2012-2-23 19:01
それから30分後。
「遅い!」
長曾我部と伊達はまだ帰ってきていなかった。
毛利は苛立ったように、しかし規則的に指で机を叩いていた。
「落ち着きたまえ。…爪が割れてしまうよ」
「割れぬわ。計算済みよ」
「…だが、確かに遅いな…。何も起きてないといいんだが…」
「!徳川殿………」
徳川の呟きに、真田も僅かに不安を覚えた。
その時、部屋の扉が勢いよく開いた。
「秀吉さん…ッ」
「!?政宗、」
「元親ッ?!」
そこには、ぐったりとした長曾我部を背負った伊達がいた。結構な距離を歩いて来たのか、伊達の息は荒い。
毛利は真っ先に2人に駆け寄った。
「何があった!」
「大谷さんが…」
「吉継?!」
―――――――――――
コンビニを出た2人は行きと同じように他愛のない会話を交わしながら歩いていた。
その時、伊達が携帯が落ちているのに気が付いた。
『携帯落ちてら』
『ん?…あれっ?』
『?』
長曾我部は屈むとひょいとそれを持ち上げ、くるくると手の内で回した。
『これ、吉継の携帯じゃねぇか。白に赤いラインに…あ、ほら、やっぱり。向かいあってる蝶々のシール』
『…でもなんでこんな所に落ちてんだ?落としたのか?』
『……いや、それはねぇと思う…』
『?』
伊達の言葉に携帯を開いた長曾我部は表情を険しくさせた。
立ち上がり、携帯の画面を伊達に見せる。
『文字打ってる途中だぜ?』
『…本当だ。え?じゃあなんで?』
『……誰かに襲われた、とか』
長曾我部がこぼした言葉に2人は顔を見合せ、携帯が落ちていた場所のすぐそばの、路地裏に続く道へと目を向けた。
『…ちょっと見てくるか。政宗は俺の少し後ろにいろ』
『分かった。…本当にピンチなら俺も加勢すっからな』
『本当にピンチならな。…まだうちが匿ってるってバレるわけにゃ、いかねぇしな』
長曾我部はそう言うと着ているベストの裾に手をいれ、路地裏に入った。伊達は長曾我部から5メートルほど離れてついていった。

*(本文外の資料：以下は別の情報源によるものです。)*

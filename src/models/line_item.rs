use bigdecimal::BigDecimal;
use serde::{Deserialize, Serialize};

/// 清洗后的费用明细行
/// 解析产物和合并产物共用同一结构, 合并只是把同 key 的行叠加
#[derive(Debug, Clone, PartialEq, Serialize, Deserialize)]
pub struct CleanedLineItem {
    pub description: String,
    pub amount: BigDecimal,
    #[serde(skip_serializing_if = "Option::is_none")]
    pub quantity: Option<u32>,
    #[serde(skip_serializing_if = "Option::is_none")]
    pub code: Option<String>,
}

/// 文档级汇总: OCR 侧独立算出的回退合计与平均置信度
#[derive(Debug, Clone, Serialize, Deserialize)]
#[serde(rename_all = "camelCase")]
pub struct DocumentTotals {
    pub fallback_total: BigDecimal,
    /// 无任何页面时缺失
    #[serde(skip_serializing_if = "Option::is_none")]
    pub estimated_confidence: Option<f64>,
}
use std::sync::Arc;
use std::time::Duration;

use crate::errors::{CloseError, ConnectivityError};

// -----------------------------------------------------------------------------
// ----- ResourceGateway -------------------------------------------------------

/// The broker client, seen as an opaque resource factory. The real wire
/// protocol lives entirely behind this trait; the factory only ever asks
/// it to open a connection and never retries on its behalf.
pub trait ResourceGateway: Send + Sync {
    fn connect(&self) -> Result<Arc<dyn ConnectionHandle>, ConnectivityError>;
}

// -----------------------------------------------------------------------------
// ----- ConnectionHandle ------------------------------------------------------

/// One physical broker connection. Expensive to create; channel creation
/// on an open connection is cheap by comparison.
pub trait ConnectionHandle: Send + Sync {
    fn open_channel(
        &self,
        transactional: bool,
    ) -> Result<Arc<dyn ChannelHandle>, ConnectivityError>;

    fn is_open(&self) -> bool;

    fn close(&self) -> Result<(), CloseError>;
}

// -----------------------------------------------------------------------------
// ----- ChannelHandle ---------------------------------------------------------

/// One physical channel multiplexed over a connection. Mode changes
/// (transactions, publisher confirms) are one-way switches on the broker
/// side, so they are only ever invoked on a freshly opened channel.
pub trait ChannelHandle: Send + Sync {
    fn is_open(&self) -> bool;

    /// Close with the factory's configured timeout. Errors are the
    /// caller's to log; the channel is considered gone either way.
    fn close(&self, timeout: Duration) -> Result<(), CloseError>;

    fn select_tx(&self) -> Result<(), ConnectivityError>;

    fn select_confirms(&self) -> Result<(), ConnectivityError>;
}

// -----------------------------------------------------------------------------
// -----------------------------------------------------------------------------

路地裏は一本道で、しばらく進むとT字路に突き当たった。
『おやおや、こんな所に来るとは奇特な方ですね』
『!!』
T字路の少し手前まで長曾我部が近づいた時、長曾我部に話し掛けた者がいた。
やや高いが男の声。T字路の先、長曾我部から見て右手。
『…アンタこそ奇特な野郎だな』
『フフフ…そうですねぇ』
『吉継に何しやがった』
長曾我部は単刀直入にそう言った。T字路の男は僅かに驚いたような気配を見せた。
『おや…貴方は刑部さんのお仲間でしたか』
『刑部…?!誰だそりゃ!吉継の事か!』
『どうりで聞き覚えのある声だと思いました。貴方、長曾我部元親ですね?』
『なっ……』
長曾我部は思わず驚きに声を上げてしまい、ちっ、と舌打ちするとベストの中から警棒のようなものを抜き取った。
『出てきやがれ!』
『これは困りました…今あまり他人に構っている暇はないのですがね』
男はそう言いながらも、T字路の出口に姿を見せた。伊達は咄嗟に路地に詰まれていたゴミの影に隠れる。
『!吉継ッ!!』
『…!』
大谷は男に姫抱きに抱え上げられていた。意識はないのか目は閉じられ、長曾我部の言葉に反応しない。
長い銀髪を揺らしながら、男は鉄仮面で見えない口から笑い声を漏らした。
『彼は元々こちらのものなので、返していただきますね』
『っざけんな!誰だテメェはッ!!』
『すいませんが、名乗る事の出来る名前は持っていませんので』
男は飄々とした口振りでそう言った。